- _Problem statement_:
The answer consists of one number: how many lines of the data below include the string "unwrap".

+++ Listed records +++

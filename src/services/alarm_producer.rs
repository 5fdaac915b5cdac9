//! 告警事件生产者
//!
//! 把（规则 + 触发读数）富化为告警事件：分配告警 ID、复制规则的
//! 位置标签与元数据，发布到 alarm-events 主题（按设备分区）。

use crate::errors::AppError;
use crate::models::{AlarmEvent, AlarmRule, SensorData};
use crate::queue::TopicProducer;
use crate::utils::{IdAllocator, TYPE_ALARM};
use std::sync::Arc;

/// 告警事件生产者
pub struct AlarmProducerService {
    allocator: Arc<IdAllocator>,
    producer: Arc<TopicProducer<AlarmEvent>>,
}

impl AlarmProducerService {
    pub fn new(allocator: Arc<IdAllocator>, producer: Arc<TopicProducer<AlarmEvent>>) -> Self {
        Self {
            allocator,
            producer,
        }
    }

    /// 构建告警事件并发布
    pub async fn produce(
        &self,
        rule: &AlarmRule,
        reading: &SensorData,
    ) -> Result<AlarmEvent, AppError> {
        let alarm = self.build_alarm(rule, reading)?;
        self.producer.publish(&alarm.device_id, alarm.clone()).await?;

        tracing::info!(
            alarm_id = alarm.id,
            device_id = %alarm.device_id,
            alarm_type = %alarm.alarm_type,
            severity = alarm.severity.as_str(),
            value = alarm.value,
            "告警事件已发布"
        );
        Ok(alarm)
    }

    /// 富化：规则位置标签优先，读数位置兜底；元数据取规则侧
    fn build_alarm(&self, rule: &AlarmRule, reading: &SensorData) -> Result<AlarmEvent, AppError> {
        let mut location = rule.location();
        if location.is_empty() {
            if let Some(reading_location) = &reading.location {
                location = reading_location.clone();
            }
        }

        Ok(AlarmEvent {
            id: self.allocator.next(TYPE_ALARM)?,
            device_id: reading.device_id.clone(),
            alarm_type: rule.alarm_type.clone(),
            severity: rule.severity,
            value: reading.value,
            unit: reading.unit.clone(),
            timestamp: reading.timestamp,
            location,
            acknowledged: false,
            acknowledged_at: None,
            acknowledged_by: None,
            resolved: false,
            resolved_at: None,
            resolved_by: None,
            notes: Some(format!("触发规则: {}", rule.name)),
            metadata: rule.metadata.clone().or_else(|| reading.metadata.clone()),
        })
    }
}

#[cfg(test)]
mod tests {
    use super::*;
    use crate::config::QueueSettings;
    use crate::models::{AlarmSeverity, Location, RuleOperator, SensorType};
    use crate::queue::{PartitionedTopic, TOPIC_ALARM_EVENTS};
    use chrono::Utc;

    fn queue_settings() -> QueueSettings {
        QueueSettings {
            partitions: 3,
            capacity: 16,
            publish_retry_attempts: 1,
            publish_backoff_ms: 1,
            normal_concurrency: 1,
            backpressure_concurrency: 1,
            backpressure_batch_size: 10,
            backpressure_linger_ms: 5,
        }
    }

    fn smoke_rule() -> AlarmRule {
        AlarmRule {
            id: "r1".into(),
            name: "烟雾超标".into(),
            device_id: "d1".into(),
            sensor_type: SensorType::Smoke,
            operator: RuleOperator::Gt,
            threshold: 50.0,
            window_seconds: 60,
            severity: AlarmSeverity::High,
            alarm_type: "SMOKE".into(),
            building_id: Some("b1".into()),
            floor_id: Some("f3".into()),
            room_id: Some("server-rack-2".into()),
            zone_id: Some("z9".into()),
            enabled: true,
            metadata: None,
        }
    }

    fn smoke_reading(value: f64) -> SensorData {
        SensorData {
            id: 1,
            device_id: "d1".into(),
            sensor_type: SensorType::Smoke,
            value,
            unit: "ppm".into(),
            timestamp: Utc::now(),
            location: Some(Location::default()),
            metadata: None,
            preprocessed_at: None,
        }
    }

    #[tokio::test]
    async fn test_produce_enriches_and_publishes() {
        let settings = queue_settings();
        let topic = PartitionedTopic::new(TOPIC_ALARM_EVENTS, &settings);
        let consumers = topic.subscribe("g");
        let producer = Arc::new(TopicProducer::new(topic.clone(), &settings));
        let allocator = Arc::new(IdAllocator::new(Some(1)));
        let service = AlarmProducerService::new(allocator, producer);

        let alarm = service.produce(&smoke_rule(), &smoke_reading(80.0)).await.unwrap();

        assert_eq!(alarm.severity, AlarmSeverity::High);
        assert_eq!(alarm.alarm_type, "SMOKE");
        assert_eq!(alarm.location.room.as_deref(), Some("server-rack-2"));
        assert!(!alarm.acknowledged);
        assert!(!alarm.resolved);
        assert_eq!(crate::utils::IdAllocator::unpack(alarm.id).type_id, TYPE_ALARM);

        // 已发布到 alarm-events 主题
        let partition = crate::queue::partition_for("d1", topic.partition_count());
        let delivered = consumers[partition].poll().await;
        assert_eq!(delivered.value.id, alarm.id);
    }

    #[tokio::test]
    async fn test_alarm_ids_monotone_in_emission_order() {
        let settings = queue_settings();
        let topic = PartitionedTopic::new(TOPIC_ALARM_EVENTS, &settings);
        let _consumers = topic.subscribe("g");
        let producer = Arc::new(TopicProducer::new(topic, &settings));
        let allocator = Arc::new(IdAllocator::new(Some(1)));
        let service = AlarmProducerService::new(allocator, producer);

        let mut last = 0;
        for i in 0..20 {
            let alarm = service
                .produce(&smoke_rule(), &smoke_reading(60.0 + i as f64))
                .await
                .unwrap();
            assert!(alarm.id > last, "告警 ID 必须随发布顺序单调递增");
            last = alarm.id;
        }
    }
}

+++

- _Answer to this task_:
2